Erzeugte etwa das "Modell 5" - u. a. zur Ars Electronica 1995 aufgeführt - noch eine frontal ausgerichtete Schaufront von Leinwänden, auf denen der irritierend monumantale, maschinisierte Kopf der Performerin Akemi Takeya zu sehen war, in parallelisierten Abläufen, synchron verlaufend, wieder asynchron auseinanderdriftend und so einen dynamischen Rhythmus erzeugend, wurde dieses Konzept durch die Aufführung "Areal A" im steirischen herbst 97 insofern verändert und erweitert, als sich die Anordnung der Projektionen (wie schon bei "Xtended Thrill" am ICC in Tokyo 1997, einer Zusammenarbeit mit "Sensorband") einen Raum völlig aneignete und den Besucher in das Zentrum eines solchen Maschinenraumes versetzte. Vier Leinwände an je zwei Seiten einer Halle sowie 12 Stroboskope in der Achse dieses ausgeschnittenen, durch Licht sowie die Leinwand-"Membranen" markierten Raumes, erzeugten ein vollständig durch die Medienbestrahlung der Künstler definiertes "Areal", ein Areal, das als ein massives mediales Triebwerk bezeichnet werden könnte, nicht zuletzt durch die intensive Beschallung.
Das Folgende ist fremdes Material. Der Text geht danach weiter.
mod table;
mod trigger;

pub use table::{RiskRule, RuleTable, RuleTableDocument, RuleTableError};
pub use trigger::RuleTrigger;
Stärker noch, als dies für "Modell 5" festgestellt werden konnte, war "Areal A" an einem Ausloten von ästhetischen und akustischen Intensitätsmassen interessiert - mit der Betonung auf Intensität. "Areal A" führte die Besucher/innen direkt in eine - auch körperlich erfahrbare - Resonaz mit den Medien als Maschine - nicht zuletzt durch die Aufführungsdauer von vier Stunden. Was hier aus dem Jenseits der Maschine - durchwegs live - generiert wurde, erschien als ein Dröhnen, eine Ladung, die entlang einer Zeit- und Raumachse bewegt und manipuliert wurde: als Ergebnis entstand ein Areal der intensiven Koppelung zwischen Individuum und Medienmaschine.
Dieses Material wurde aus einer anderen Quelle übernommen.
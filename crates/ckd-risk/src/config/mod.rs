use std::env;
use std::fmt;
use std::net::{IpAddr, SocketAddr};
use std::path::PathBuf;

/// Distinguishes runtime behavior for different stages of the service.
#[derive(Debug, Clone, Copy, PartialEq, Eq)]
pub enum AppEnvironment {
    Development,
    Test,
    Production,
}

impl AppEnvironment {
    fn from_str(value: &str) -> Self {
        match value.trim().to_ascii_lowercase().as_str() {
            "prod" | "production" => Self::Production,
            "test" | "ci" => Self::Test,
            _ => Self::Development,
        }
    }
}

/// Top-level configuration for the application.
#[derive(Debug, Clone)]
pub struct AppConfig {
    pub environment: AppEnvironment,
    pub server: ServerConfig,
    pub telemetry: TelemetryConfig,
    pub engine: EngineConfig,
}

impl AppConfig {
    pub fn load() -> Result<Self, ConfigError> {
        dotenvy::dotenv().ok();

        let environment = AppEnvironment::from_str(
            &env::var("APP_ENV").unwrap_or_else(|_| "development".to_string()),
        );

        let host = env::var("APP_HOST").unwrap_or_else(|_| "127.0.0.1".to_string());
        let port = env::var("APP_PORT")
            .unwrap_or_else(|_| "3000".to_string())
            .parse::<u16>()
            .map_err(|_| ConfigError::InvalidPort)?;

        let log_level = env::var("APP_LOG_LEVEL").unwrap_or_else(|_| "info".to_string());

        Ok(Self {
            environment,
            server: ServerConfig { host, port },
            telemetry: TelemetryConfig {
                log_level,
                ansi: environment == AppEnvironment::Development,
            },
            engine: EngineConfig {
                rules_path: optional_path("CKD_RULES_PATH"),
                age_baselines_path: optional_path("CKD_AGE_BASELINES_PATH"),
            },
        })
    }
}

fn optional_path(key: &str) -> Option<PathBuf> {
    env::var(key)
        .ok()
        .filter(|value| !value.trim().is_empty())
        .map(PathBuf::from)
}

/// Settings controlling the HTTP server binding.
#[derive(Debug, Clone)]
pub struct ServerConfig {
    pub host: String,
    pub port: u16,
}

impl ServerConfig {
    pub fn socket_addr(&self) -> Result<SocketAddr, ConfigError> {
        if self.host.eq_ignore_ascii_case("localhost") {
            return Ok(SocketAddr::new(IpAddr::from([127, 0, 0, 1]), self.port));
        }

        let ip: IpAddr = self
            .host
            .parse()
            .map_err(|source| ConfigError::InvalidHost { source })?;

        Ok(SocketAddr::new(ip, self.port))
    }
}

/// Tracing controls.
#[derive(Debug, Clone)]
pub struct TelemetryConfig {
    pub log_level: String,
    pub ansi: bool,
}

/// Data files overriding the built-in rule table and supplying age baselines.
#[derive(Debug, Clone, Default)]
pub struct EngineConfig {
    pub rules_path: Option<PathBuf>,
    pub age_baselines_path: Option<PathBuf>,
}

#[derive(Debug)]
pub enum ConfigError {
    InvalidPort,
    InvalidHost { source: std::net::AddrParseError },
}

impl fmt::Display for ConfigError {
    fn fmt(&self, f: &mut fmt::Formatter<'_>) -> fmt::Result {
        match self {
            ConfigError::InvalidPort => write!(f, "APP_PORT must be a valid u16"),
            ConfigError::InvalidHost { .. } => {
                write!(f, "APP_HOST must parse to an IPv4 or IPv6 address")
            }
        }
    }
}

impl std::error::Error for ConfigError {
    fn source(&self) -> Option<&(dyn std::error::Error + 'static)> {
        match self {
            ConfigError::InvalidPort => None,
            ConfigError::InvalidHost { source } => Some(source),
        }
    }
}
"Wo die Maschine ist, da ist immer der Abgrund und das Nichts ...". (Antonin Artaud) "Noise Gate - M6" führt die Besucher/innen durch eine Schleuse geradewegs in ein solches Nichts: ein dunker Raum, der nur durch Sound erfüllt ist, ein Sound, der monoton dahinzugleiten scheint, aber durch die Bewegungen der Besucher subtil modifiziert und in seiner Intensität und Verteilung im Raum gesteuert wird. Von diesem Raum gelangt man durch weitere Schleusen in eine Ringgalerie, deren dem Hauptraum zugewandte Seiten von je 2 Videoprojektionen bestrahlt werden - auch hier empfängt die Besucher/innen unmittelbar der "faszinierende, ungeheure Lärm, der zu diesem jüngsten Experiment gehört" (Tom Sherman im Katalog; offensichtlich hatte er jedoch nicht die Möglichkeit, die Aufführung von "Areal A" in Graz zu besuchen; dort hätte sich die Bedeutung des Ausdrucks "betörender Lärm" in ihrer Buchstäblichkeit erst ermessen lassen).
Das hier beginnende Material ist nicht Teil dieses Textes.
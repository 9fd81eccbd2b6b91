use serde::{Deserialize, Serialize};

use super::scoring::MAX_SCORE;

/// Categorical banding of the score scale.
#[derive(Debug, Clone, Copy, PartialEq, Eq, PartialOrd, Ord, Hash, Serialize, Deserialize)]
#[serde(rename_all = "kebab-case")]
pub enum RiskLevel {
    Low,
    Moderate,
    High,
    VeryHigh,
}

impl RiskLevel {
    pub const fn as_str(self) -> &'static str {
        match self {
            RiskLevel::Low => "low",
            RiskLevel::Moderate => "moderate",
            RiskLevel::High => "high",
            RiskLevel::VeryHigh => "very-high",
        }
    }

    pub const fn label(self) -> &'static str {
        match self {
            RiskLevel::Low => "Low",
            RiskLevel::Moderate => "Moderate",
            RiskLevel::High => "High",
            RiskLevel::VeryHigh => "Very High",
        }
    }

    /// Inclusive score band covered by this level.
    pub const fn score_band(self) -> (u8, u8) {
        match self {
            RiskLevel::Low => (0, 5),
            RiskLevel::Moderate => (6, 10),
            RiskLevel::High => (11, 15),
            RiskLevel::VeryHigh => (16, MAX_SCORE),
        }
    }
}

#[derive(Debug, Clone, Copy, PartialEq)]
pub struct Classification {
    pub level: RiskLevel,
    pub percentage: f64,
}

/// Map a capped total onto its risk level and estimated probability.
///
/// Band edges belong to the lower band. Totals above [`MAX_SCORE`] can only come from a broken
/// scoring contract; debug builds assert, release builds clamp.
pub fn classify(total: u8) -> Classification {
    debug_assert!(total <= MAX_SCORE, "score {total} exceeds scale maximum");
    let total = total.min(MAX_SCORE);

    let level = match total {
        0..=5 => RiskLevel::Low,
        6..=10 => RiskLevel::Moderate,
        11..=15 => RiskLevel::High,
        _ => RiskLevel::VeryHigh,
    };

    Classification {
        level,
        percentage: percentage_for(total),
    }
}

fn percentage_for(total: u8) -> f64 {
    (f64::from(total) * 5.0).min(100.0)
}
Michael Krammer, der auch schon für die Modelle 3 und 4 als Performer agierte, taucht in "Noise Gate - M6" als Gegenstand der obsessiven Betrachtung wieder auf. Diesmal hatten ihn die Künstler dazu überreden können, auf und in einer Konstruktion von Leo Schatzl zu agieren, der "Kopfbox", einem Kubus, durch Neonlampen erhellt, der auf der Stirnseite eine Glasfläche aufweist, durch die er von der Videokamera erfaßt wurde - die eigentliche Performance war durch diese Anordnung auf die Bewegungen des Kopfes beschränkt, sein Schwenken, aber auch das Anschlagen an die Begrenzungen, insbesondere auf die der Kamera zugewendete Glasfläche. Sechs Stunden dauerte dieses Performance-Experiment (das wesentlich länger angelegt war) - in "Noise Gate - M6" werden allerdings nur wenige Sequenzen daraus verwendet.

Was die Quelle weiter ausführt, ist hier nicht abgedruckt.